1. The 2009 Ig Nobel Peace Prize
went to Stephan Bolliger, Steffen Ross, Lars Oesterhelweg, Michael Thali and Beat Kneubuehl of the University of Bern, Switzerland, for determining — by experiment — whether it is better to be smashed over the head with a full bottle of beer or with an empty bottle. "Are Full or Empty Beer Bottles Sturdier and Does Their Fracture-Threshold Suffice to Break the Human Skull?" (Answers: Yes and Yes) Now that's peaceful, isn't it?
2. The 2009 Ig Nobel Prize In Medicine
went to Donald L. Unger, of Thousand Oaks, California, USA, for investigating a possible cause of arthritis of the fingers, by diligently cracking the knuckles of his left hand — but never cracking the knuckles of his right hand — every day for more than 50 years.

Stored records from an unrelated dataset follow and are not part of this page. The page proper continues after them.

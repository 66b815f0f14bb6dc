//! Improvement (stars) bonuses per gear category.

use serde::{Deserialize, Serialize};

use crate::data::gear::{GearAttr, GearCategory, MasterGear};

#[derive(Debug, Clone, Copy, Default, PartialEq, Serialize, Deserialize)]
pub struct GearImprovement {
    pub shelling_power: f64,
    pub torpedo_power: f64,
    pub night_power: f64,
    pub asw_power: f64,
    pub shelling_accuracy: f64,
    pub torpedo_accuracy: f64,
    pub night_accuracy: f64,
    pub asw_accuracy: f64,
    pub evasion: f64,
    pub los: f64,
    pub adjusted_anti_air: f64,
    pub fleet_anti_air: f64,
    pub fighter_power: f64,
}

impl GearImprovement {
    pub fn new(gear: &MasterGear, stars: u8) -> Self {
        if stars == 0 {
            return Self::default();
        }
        let s = f64::from(stars);
        let root = s.sqrt();
        let category = gear.category();
        let is_ha = gear.has_attr(GearAttr::HighAngleMount);

        let mut imp = Self::default();

        imp.shelling_power = match category {
            GearCategory::LargeMainGun => 1.5 * root,
            GearCategory::SecondaryGun if is_ha => 0.2 * s,
            GearCategory::SmallMainGun
            | GearCategory::MediumMainGun
            | GearCategory::SecondaryGun
            | GearCategory::ApShell
            | GearCategory::AntiAirFireDirector
            | GearCategory::Searchlight
            | GearCategory::LargeSearchlight
            | GearCategory::AntiAirShell
            | GearCategory::LandingCraft => root,
            GearCategory::Sonar | GearCategory::DepthCharge => 0.75 * root,
            GearCategory::CbTorpedoBomber | GearCategory::CbDiveBomber => 0.2 * s,
            _ => 0.0,
        };

        imp.night_power = match category {
            GearCategory::SecondaryGun if is_ha => 0.2 * s,
            GearCategory::SmallMainGun
            | GearCategory::MediumMainGun
            | GearCategory::LargeMainGun
            | GearCategory::SecondaryGun
            | GearCategory::Torpedo
            | GearCategory::SubmarineTorpedo
            | GearCategory::ApShell
            | GearCategory::Searchlight
            | GearCategory::LargeSearchlight
            | GearCategory::StarShell
            | GearCategory::LandingCraft => root,
            _ => 0.0,
        };

        imp.torpedo_power = match category {
            GearCategory::Torpedo | GearCategory::SubmarineTorpedo | GearCategory::AntiAirGun => {
                1.2 * root
            }
            _ => 0.0,
        };

        imp.asw_power = match category {
            GearCategory::Sonar | GearCategory::LargeSonar | GearCategory::DepthCharge => {
                2.0 / 3.0 * root
            }
            _ => 0.0,
        };

        imp.shelling_accuracy = match category {
            _ if gear.has_attr(GearAttr::SurfaceRadar) => 1.7 * root,
            GearCategory::SmallRadar | GearCategory::LargeRadar => root,
            GearCategory::SmallMainGun
            | GearCategory::MediumMainGun
            | GearCategory::LargeMainGun
            | GearCategory::SecondaryGun
            | GearCategory::ApShell
            | GearCategory::AntiAirFireDirector => root,
            _ => 0.0,
        };

        imp.night_accuracy = match category {
            GearCategory::SmallMainGun
            | GearCategory::MediumMainGun
            | GearCategory::LargeMainGun
            | GearCategory::SecondaryGun
            | GearCategory::SmallRadar
            | GearCategory::LargeRadar => 1.3 * root,
            _ => 0.0,
        };

        imp.torpedo_accuracy = match category {
            GearCategory::Torpedo | GearCategory::SubmarineTorpedo => 2.0 * root,
            GearCategory::AntiAirGun => root,
            _ => 0.0,
        };

        imp.asw_accuracy = match category {
            GearCategory::Sonar | GearCategory::LargeSonar => 1.3 * root,
            _ => 0.0,
        };

        imp.evasion = match category {
            GearCategory::EngineImprovement | GearCategory::Sonar => 1.5 * root,
            _ => 0.0,
        };

        imp.los = match category {
            GearCategory::SmallRadar => 1.25 * root,
            GearCategory::LargeRadar => 1.4 * root,
            GearCategory::ReconSeaplane | GearCategory::CbRecon | GearCategory::SeaplaneBomber => {
                1.2 * root
            }
            _ => 0.0,
        };

        let strong = gear.anti_air >= 8;
        imp.adjusted_anti_air = match category {
            _ if is_ha => {
                if strong {
                    3.0 * root
                } else {
                    2.0 * root
                }
            }
            GearCategory::AntiAirGun => {
                if strong {
                    3.0 * root
                } else {
                    2.0 * root
                }
            }
            _ => 0.0,
        };

        imp.fleet_anti_air = match category {
            _ if is_ha || category == GearCategory::AntiAirFireDirector => {
                if strong {
                    3.0 * root
                } else {
                    2.0 * root
                }
            }
            _ if gear.has_attr(GearAttr::AirRadar) => 1.5 * root,
            _ => 0.0,
        };

        imp.fighter_power = match category {
            c if c.is_fighter() => 0.2 * s,
            GearCategory::CbDiveBomber if gear.anti_air > 0 => 0.25 * s,
            GearCategory::LbAttacker => 0.5 * root,
            _ => 0.0,
        };

        imp
    }
}

#[cfg(test)]
mod tests {
    use super::*;

    #[test]
    fn zero_stars_has_no_bonus() {
        let gear = MasterGear {
            types: [1, 1, 3, 3, 0],
            ..Default::default()
        };
        assert_eq!(GearImprovement::new(&gear, 0), GearImprovement::default());
    }

    #[test]
    fn large_main_gun_uses_one_and_a_half_root() {
        let gear = MasterGear {
            types: [1, 1, 3, 3, 0],
            ..Default::default()
        };
        let imp = GearImprovement::new(&gear, 4);
        assert!((imp.shelling_power - 3.0).abs() < 1e-12);
        assert!((imp.night_power - 2.0).abs() < 1e-12);
    }

    #[test]
    fn surface_radar_accuracy_beats_plain_radar() {
        let surface = MasterGear {
            types: [5, 8, 12, 11, 0],
            los: 5,
            ..Default::default()
        };
        let plain = MasterGear {
            types: [5, 8, 12, 11, 0],
            anti_air: 2,
            ..Default::default()
        };
        assert!(
            GearImprovement::new(&surface, 4).shelling_accuracy
                > GearImprovement::new(&plain, 4).shelling_accuracy
        );
    }
}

Though I could not find the study in print, I did find some letters to the editor of the journal, including one from Dr. Unger, that indicated he found no relationship between knuckle cracking and arthritis, at least in his own left hand. He was trying to de-bunk a myth that mothers tell children about why they shouldn't crack their knuckles. "This result calls into question whether other parental beliefs, e.g., the importance of eating spinach, are also flawed," Dr. Unger wrote.
3. The 2009 Ig Nobel Prize In Literature
went to Ireland's police service (An Garda Siochana), for writing and presenting more than fifty traffic tickets to the most frequent driving offender in the country — PrawoJazdy — whose name in Polish means "Driving License."